演奏家達もフィーナに合わせてゆったりとしたワルツに変える。フィーナのたっぷりとした絹のドレスの裾が花のようにほころぶ。フェリクスは学園の制服を着ていただけだが、それでもここにいるどの紳士よりも華やかに映った。フェリクスはフィーナに合わせてリードをしながら綺麗にワルツを踊り切った。
「では、このままお部屋までお送りを」
と言ってふわりとフィーナを抱きかかえた。
「フェリクス、私とても楽しかったわ」
「俺もだ、フィーナ。またダンスの相手をしてくれるかい?」
愛らしい姫君と眉目秀麗な騎士のような二人に周りの大人達はにこやかに二人を見送った。
「ふう…」
フィーナを部屋に送り、あとはメイドに任せフェリクスは廊下で息をついた。そろそろ晩餐会もお開きだろう。緊張がとけてくると同時に盛大に腹が鳴る。晩餐会の最中はもちろん食事などとれないので夕方に軽食をたんまり食べたが、それでも腹が減ってしまった。急いで大広間に戻ろうとしたところでエルドランド公が現れた。
「フェリクス、フィーナがすまなかったね」
「とんでもない。私が勝手にやったことです」
「晩餐会はもうしまいだ、君も部屋に戻るといい。部屋まで送ろう」
「そんな、一人で大丈夫です」
と言ったのだがエルドランド公は何も答えずにフェリクスに並んで歩き出した。何か神妙な空気を感じたフェリクスはそれ以上は何も言わなかった。
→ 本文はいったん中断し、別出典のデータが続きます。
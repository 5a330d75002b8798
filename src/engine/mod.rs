//! Движок карточной гонки: ставки, вытягивание карт, коэффициенты, выплаты.
//!
//! Состояние одного игрока: `RaceSession`
//! Основные операции:
//!   - `new_session` – создать сессию со свежей колодой
//!   - `start_race` – принять ставки и запустить гонку
//!   - `draw_card` – вытянуть карту, сдвинуть масть, пересчитать коэффициенты
//!   - `settle_race` – рассчитать выплату и вернуть сессию к ставкам
//!   - `claim_bonus` – разовый бонус за время жизни сессии

pub mod config;
pub mod errors;
pub mod history;
pub mod odds;
pub mod race_loop;
pub mod session_manager;
pub mod validation;

pub use config::RaceConfig;
pub use errors::EngineError;
pub use history::ResultHistory;
pub use odds::calculate_odds;
pub use race_loop::{
    claim_bonus, draw_card, new_session, settle_race, start_race, CardDrawn, RaceSession,
    RaceSettlement, RaceStarted,
};
pub use session_manager::{ManagerError, SessionManager};

/// RNG интерфейс для engine.
/// Реализации — в infra (обёртка над `rand`).
pub trait RandomSource {
    fn shuffle<T>(&mut self, slice: &mut [T]);
}
use serde::{Deserialize, Serialize};
use thiserror::Error;

use crate::domain::PlayerId;
use crate::engine::{EngineError, ManagerError};
use crate::infra::ledger::LedgerError;

/// Ошибки внешнего API (то, что отдаём фронту / клиенту).
#[derive(Clone, Debug, Error, Serialize, Deserialize, PartialEq, Eq)]
pub enum ApiError {
    /// Ставки пустые, отрицательные или больше баланса.
    #[error("Некорректная ставка: {0}")]
    InvalidBet(String),

    /// Карту тянут, когда гонка не идёт.
    #[error("Гонка не идёт – сначала сделайте ставку")]
    NotRacing,

    #[error("Колода закончилась")]
    DeckExhausted,

    #[error("Бонус уже получен")]
    AlreadyClaimed,

    /// Сессия не найдена — клиенту надо создать новую.
    #[error("Сессия игрока {0} не найдена")]
    SessionNotFound(PlayerId),

    /// Команда не может быть выполнена в текущем состоянии.
    #[error("Команда недоступна: {0}")]
    InvalidCommand(String),

    /// Внешний леджер отказал.
    #[error("Ошибка леджера: {0}")]
    Ledger(String),
}

impl From<EngineError> for ApiError {
    fn from(err: EngineError) -> Self {
        match err {
            EngineError::InvalidBet(reason) => ApiError::InvalidBet(reason),
            EngineError::NotRacing => ApiError::NotRacing,
            EngineError::DeckExhausted => ApiError::DeckExhausted,
            EngineError::AlreadyClaimed => ApiError::AlreadyClaimed,
            other => ApiError::InvalidCommand(other.to_string()),
        }
    }
}

impl From<ManagerError> for ApiError {
    fn from(err: ManagerError) -> Self {
        match err {
            ManagerError::SessionNotFound(player_id) => ApiError::SessionNotFound(player_id),
            ManagerError::Engine(e) => e.into(),
        }
    }
}

impl From<LedgerError> for ApiError {
    fn from(err: LedgerError) -> Self {
        match err {
            LedgerError::InsufficientFunds { needed, available } => ApiError::InvalidBet(format!(
                "недостаточно средств: ставка {}, баланс {}",
                needed.0, available.0
            )),
            LedgerError::Unavailable(reason) => ApiError::Ledger(reason),
        }
    }
}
「フェリクス。本来なら君のお父上に通す事なのだが、フィーナはどうかね」
とおもむろにエルドランド公は口を開く。
「どうとは…?」
「君の妻に娶る気は無いか?」
「妻!?」
思ってもみないことを言われ、フェリクスは思わず大きな声を出す。
「フィーナはまだ七歳ですよ!?」
「婚約という意味だ。十八の成人の儀を終えたらすぐにでも……第一夫人でなくてもかまわん。無論その前に内証で君にやってかまわん」
とにこやかに言うが、エルドランド公の物言いからは焦りを感じた。
「エルドランド公、どうしたのです?」
エルドランド公が冷静でないことを悟ったフェリクスは返答せずに彼の様子を窺った。しかしエルドランド公はフェリクスの問いには答えず、
「どうなのだ。悪い話ではないだろう?結婚が無理なら愛人という立場でも構わない」
ととんでもないことをなおも逼迫した様子で言ってくる。
(娘を愛人に?一体どうしたんだ、エルドランド公は…)
「は…?ちょっと落ち着いてください。一体何を」
その時だった。
ドォォォン!!
という爆発音が屋敷のどこかで鳴り響いた。